Here is a diagram which I have used with students as a very basic map of a criminal law module at York Law School. The context is year 1 of an undergraduate problem-based learning curriculum. At that stage, the curriculum is mapped to a range of fairly high level themes, including (in no particular order) blame, rights, and institutions. Students work regularly with ‘messy’ scenarios, which will typically address legal issues from more than one module.

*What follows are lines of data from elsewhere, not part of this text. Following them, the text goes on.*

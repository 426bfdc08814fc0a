//! Error types for the CRM API.

use axum::http::StatusCode;
use axum::response::{IntoResponse, Response};
use axum::Json;
use database::{DatabaseError, ValidationError};
use thiserror::Error;

/// Errors that can occur while handling a request.
#[derive(Debug, Error)]
pub enum AppError {
    /// Rejected input.
    #[error("Validation error: {0}")]
    Validation(#[from] ValidationError),

    /// Malformed request that is not tied to a single field rule.
    #[error("Bad request: {0}")]
    BadRequest(String),

    /// Database error.
    #[error("Database error: {0}")]
    Database(DatabaseError),
}

impl From<DatabaseError> for AppError {
    fn from(err: DatabaseError) -> Self {
        match err {
            DatabaseError::Validation(err) => AppError::Validation(err),
            other => AppError::Database(other),
        }
    }
}

impl AppError {
    /// Status, error code and caller-facing message.
    fn parts(&self) -> (StatusCode, &'static str, String) {
        match self {
            AppError::Validation(err) => (StatusCode::BAD_REQUEST, err.code(), err.to_string()),
            AppError::BadRequest(msg) => (StatusCode::BAD_REQUEST, "BAD_REQUEST", msg.clone()),
            AppError::Database(err @ DatabaseError::NotFound { .. }) => {
                (StatusCode::NOT_FOUND, "NOT_FOUND", err.to_string())
            }
            AppError::Database(_) => (
                StatusCode::INTERNAL_SERVER_ERROR,
                "DATABASE_ERROR",
                "Database query failed".to_string(),
            ),
        }
    }
}

impl IntoResponse for AppError {
    fn into_response(self) -> Response {
        let (status, code, message) = self.parts();

        if status.is_server_error() {
            tracing::error!(error = %self, "Request failed");
        } else {
            tracing::warn!(error = %self, code, "Request rejected");
        }

        let body = serde_json::json!({
            "success": false,
            "error": code,
            "message": message,
        });

        (status, Json(body)).into_response()
    }
}

/// Result type for handlers.
pub type Result<T> = std::result::Result<T, AppError>;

This is fairly rudimentary representation of some ‘sub-domains’ of criminal law, and it is no doubt problematic in that those sub-domains are not wholly distinct from each other. I have used it at an early stage to try to make clear that we are going to be thinking about a range of issues which will take us significantly beyond the ‘textbook’ account of criminal law. By being ruthless about conventional content, space is created to draw links using the overarching curricular themes. So for example, a theme relating to the relationships / conflicts among the interests of different participants in the criminal process can allow for a policy-informed discussion of the (relatively recent, and sometimes controversial) mainstreaming of the interests of victims and witnesses. That discussion could be grounded in for example, a scenario involving say, special measures and / or the admission of statements of fearful witnesses; and incorporate consideration of the substance of offences such as witness intimidation or perverting the course of justice. This approach may well involve ‘coverage’ (what does that mean anyway?) of less ‘criminal law’ in the conventional sense, but it may involve a richer conception of criminal law itself. You could ask how many offences you need to ‘know’ before you understand how offences ‘work’ in the conventional substantive / doctrinal sense. That knowledge and understanding is very important, but it is as much ‘knowing how’ to work with offences as it is ‘knowing that the elements of offence x are ‘a + b + c’‘. Better in my view for learners, both those minded to enter the legal professions, and those not so minded, to locate the substance in relation to, for example, the procedure, the policy, and the philosophy. You could of course argue that those contextual issues and connections are capable of being addressed elsewhere in the curriculum, in option modules for example. I would ask, first, whether we think these contextual issues and connections matter; and secondly, what the obstacles are to their being mainstreamed in ‘criminal law’ itself. I’ll answer the questions for myself here – first, ‘yes’, and secondly ‘only the limits of our imagination’.